Selain itu, Vivi juga menekankan pentingnya peran figur positif di sekitar remaja, seperti guru, teman, tokoh masyarakat, atau bahkan content creator di media sosial. Kehadiran sosok yang dapat memberikan contoh dan inspirasi positif dapat membantu remaja menemukan arah yang lebih baik. Pendekatan yang komprehensif, yang melibatkan berbagai pihak, dinilai lebih efektif daripada hanya mengandalkan satu metode.
Menurutnya, sinergi antara keluarga, sekolah, komunitas, dan tenaga profesional sangat diperlukan. Vivi meyakini bahwa setiap remaja memiliki potensi untuk menjadi versi terbaik dari diri mereka sendiri. Mereka hanya membutuhkan bimbingan yang tepat dan bijaksana.

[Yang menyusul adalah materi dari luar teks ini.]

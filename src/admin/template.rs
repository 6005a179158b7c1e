use maud::{DOCTYPE, Markup, PreEscaped, html};

use crate::{session::Flash, sheets::Record};

use super::fields::FIELDS;

/// Everything the dashboard renders.
#[derive(Default)]
pub struct DashboardView {
    pub headers: Vec<String>,
    pub preview: Vec<Record>,
    pub rows: Vec<Record>,
    pub warning: Option<String>,
    pub flashes: Vec<Flash>,
}

// ── Shared page shell ──────────────────────────────────────────────────────────

fn shell(title: &str, body: Markup) -> Markup {
    html! {
        (DOCTYPE)
        html lang="en" {
            head {
                meta charset="utf-8";
                meta name="viewport" content="width=device-width, initial-scale=1";
                title { (title) " | Resource Admin" }
                style { (PreEscaped(BASE_CSS)) }
            }
            body {
                (body)
            }
        }
    }
}

fn flash_list(flashes: &[Flash]) -> Markup {
    html! {
        @if !flashes.is_empty() {
            div class="flashes" {
                @for f in flashes {
                    p class={ "flash " (f.level.css_class()) } { (f.message) }
                }
            }
        }
    }
}

// ── Login page ─────────────────────────────────────────────────────────────────

pub fn login_page(flashes: &[Flash]) -> Markup {
    shell(
        "Login",
        html! {
            div class="login-wrap" {
                div class="login-logo" { "Resource" span { "·" } "Admin" }
                p class="login-sub" { "Sign in to manage the resource sheet" }
                (flash_list(flashes))
                form method="post" action="/admin/login" class="login-form" {
                    div class="form-group" {
                        label for="username" { "Username" }
                        input type="text" id="username" name="username"
                            autocomplete="username" autofocus required;
                    }
                    div class="form-group" {
                        label for="password" { "Password" }
                        input type="password" id="password" name="password"
                            autocomplete="current-password" required;
                    }
                    button type="submit" { "Sign in" }
                }
            }
        },
    )
}

// ── Dashboard ──────────────────────────────────────────────────────────────────

pub fn dashboard(view: &DashboardView) -> Markup {
    shell(
        "Dashboard",
        html! {
            header class="topbar" {
                span class="brand" { "Resource" span { "·" } "Admin" }
                a href="/" { "View site" }
                a href="/admin/logout" { "Log out" }
            }
            main class="dashboard" {
                (flash_list(&view.flashes))
                @if let Some(w) = &view.warning {
                    p class="flash flash-warning" { (w) }
                }

                section {
                    h2 { "Preview" }
                    (preview_table(&view.headers, &view.preview))
                }

                section {
                    h2 { "Add a resource" }
                    (add_form())
                }

                section {
                    h2 { "Manage rows" }
                    p class="muted" {
                        "Saving a row replaces every cell in it; cleared inputs clear the cell. "
                        "Row numbers change after a delete, so reload before editing again."
                    }
                    (manage_table(&view.headers, &view.rows))
                }
            }
        },
    )
}

fn preview_table(headers: &[String], rows: &[Record]) -> Markup {
    html! {
        @if headers.is_empty() {
            p class="muted" { "No columns to show." }
        } @else if rows.is_empty() {
            p class="muted" { "The sheet has no data rows yet." }
        } @else {
            div class="table-wrap" {
                table {
                    thead { tr { @for h in headers { th { (h) } } } }
                    tbody {
                        @for r in rows {
                            tr { @for h in headers { td { (r.get(h).unwrap_or("")) } } }
                        }
                    }
                }
            }
        }
    }
}

fn add_form() -> Markup {
    html! {
        form method="post" action="/admin/add" class="grid-form" {
            @for field in FIELDS {
                div class="form-group" {
                    label for={ "add-" (field.name) } { (field.headers[0]) }
                    @if field.name == "notes" {
                        textarea id={ "add-" (field.name) } name=(field.name) rows="2" {}
                    } @else {
                        input type=(input_type(field.name)) id={ "add-" (field.name) } name=(field.name);
                    }
                }
            }
            div class="form-actions" {
                button type="submit" class="btn-primary" { "Add row" }
            }
        }
    }
}

fn input_type(field: &str) -> &'static str {
    match field {
        "url" => "url",
        _ => "text",
    }
}

fn manage_table(headers: &[String], rows: &[Record]) -> Markup {
    html! {
        @if rows.is_empty() {
            p class="muted" { "Nothing to manage." }
        } @else {
            div class="table-wrap" {
                table class="manage" {
                    thead {
                        tr {
                            th { "Row" }
                            @for h in headers { th { (h) } }
                            th { "Actions" }
                        }
                    }
                    tbody {
                        @for r in rows {
                            @let form_id = format!("row-{}", r.sheet_row);
                            tr {
                                td class="row-no" { (r.sheet_row) }
                                @for (i, (h, v)) in r.values.iter().enumerate() {
                                    td {
                                        input type="hidden" form=(form_id)
                                            name={ "header_" (i) } value=(h);
                                        input type="text" form=(form_id)
                                            name={ "field_" (i) } value=(v);
                                    }
                                }
                                td class="actions" {
                                    form id=(form_id) method="post" action="/admin/update" {
                                        input type="hidden" name="sheet_row" value=(r.sheet_row);
                                        button type="submit" class="btn-secondary" { "Save" }
                                    }
                                    form method="post" action="/admin/delete" {
                                        input type="hidden" name="sheet_row" value=(r.sheet_row);
                                        button type="submit" class="btn-danger" { "Delete" }
                                    }
                                }
                            }
                        }
                    }
                }
            }
        }
    }
}

// ── Styles ─────────────────────────────────────────────────────────────────────

const BASE_CSS: &str = r#"
*, *::before, *::after { box-sizing: border-box; margin: 0; padding: 0; }

:root {
  --bg:           #0d0f14;
  --surface:      #141720;
  --surface-2:    #1b2030;
  --border:       #242a3d;
  --text:         #dde1ed;
  --muted:        #68718f;
  --accent:       #c9a84c;
  --accent-hi:    #ddbf6a;
  --danger:       #e05555;
  --success:      #4caf82;
  --info:         #5b8def;
}

body {
  font-family: Georgia, serif;
  background: var(--bg);
  color: var(--text);
  -webkit-font-smoothing: antialiased;
}

a { color: var(--accent); text-decoration: none; }
a:hover { color: var(--accent-hi); }

/* ── Login ── */
.login-wrap {
  max-width: 380px;
  margin: 12vh auto 0;
  padding: 2.5rem;
  background: var(--surface);
  border: 1px solid var(--border);
  border-radius: 14px;
}
.login-logo { font-size: 1.5rem; font-weight: 800; margin-bottom: 0.375rem; }
.login-logo span, .brand span { color: var(--accent); }
.login-sub { color: var(--muted); font-size: 0.8125rem; margin-bottom: 2rem; }
.login-form { display: flex; flex-direction: column; }
.form-group { display: flex; flex-direction: column; gap: 0.375rem; margin-bottom: 1rem; }
label {
  font-size: 0.7rem;
  font-weight: 700;
  text-transform: uppercase;
  letter-spacing: 0.09em;
  color: var(--muted);
}
input, textarea {
  padding: 0.5rem 0.75rem;
  background: var(--surface-2);
  border: 1px solid var(--border);
  border-radius: 8px;
  font: inherit;
  color: var(--text);
  outline: none;
}
input:focus, textarea:focus { border-color: var(--accent); }
button {
  padding: 0.5rem 0.9rem;
  border: none;
  border-radius: 8px;
  font-weight: 700;
  cursor: pointer;
}
.login-form button, .btn-primary { background: var(--accent); color: var(--bg); }
.login-form button:hover, .btn-primary:hover { background: var(--accent-hi); }
.btn-secondary { background: var(--surface-2); color: var(--text); border: 1px solid var(--border); }
.btn-danger { background: transparent; color: var(--danger); border: 1px solid var(--danger); }

/* ── Flash ── */
.flashes { margin-bottom: 1rem; }
.flash {
  font-size: 0.875rem;
  padding: 0.5rem 0.75rem;
  border-radius: 6px;
  margin-bottom: 0.5rem;
  border: 1px solid;
}
.flash-success { color: var(--success); border-color: var(--success); }
.flash-info    { color: var(--info);    border-color: var(--info); }
.flash-warning { color: var(--accent);  border-color: var(--accent); }
.flash-danger  { color: var(--danger);  border-color: var(--danger); }

/* ── Dashboard ── */
.topbar {
  display: flex;
  gap: 1.5rem;
  align-items: center;
  padding: 0.9rem 1.5rem;
  background: var(--surface);
  border-bottom: 1px solid var(--border);
}
.topbar .brand { font-weight: 800; margin-right: auto; }
.dashboard { padding: 1.5rem; max-width: 1400px; margin: 0 auto; }
.dashboard section { margin-bottom: 2.5rem; }
.dashboard h2 { font-size: 1.1rem; margin-bottom: 0.75rem; }
.muted { color: var(--muted); font-size: 0.875rem; margin-bottom: 0.75rem; }
.grid-form {
  display: grid;
  grid-template-columns: repeat(auto-fill, minmax(220px, 1fr));
  gap: 0 1rem;
}
.form-actions { grid-column: 1 / -1; }
.table-wrap { overflow-x: auto; border: 1px solid var(--border); border-radius: 8px; }
table { border-collapse: collapse; width: 100%; font-size: 0.85rem; }
th, td { padding: 0.4rem 0.6rem; border-bottom: 1px solid var(--border); text-align: left; vertical-align: top; }
th { background: var(--surface); color: var(--muted); white-space: nowrap; }
.manage input[type=text] { min-width: 10rem; width: 100%; }
.row-no { color: var(--muted); }
.actions { display: flex; gap: 0.4rem; }
"#;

Vivi juga menegaskan bahwa perilaku menyimpang pada remaja tidak selalu mencerminkan karakter mereka yang sesungguhnya. Masa remaja adalah fase pencarian jati diri, di mana individu masih sangat mungkin untuk diarahkan. Perkembangan otak remaja, terutama bagian korteks prefrontal yang mengatur kontrol diri dan penilaian, belum optimal hingga usia 20-an atau bahkan 25 tahun. Oleh karena itu, perilaku menyimpang pada usia ini belum tentu menjadi karakter yang menetap. Dengan pendekatan yang tepat, remaja dapat kembali ke jalur yang lebih sehat. Vivi mencontohkan banyak remaja yang dulunya bermasalah justru menjadi tokoh inspiratif setelah mengalami titik balik dalam hidup mereka.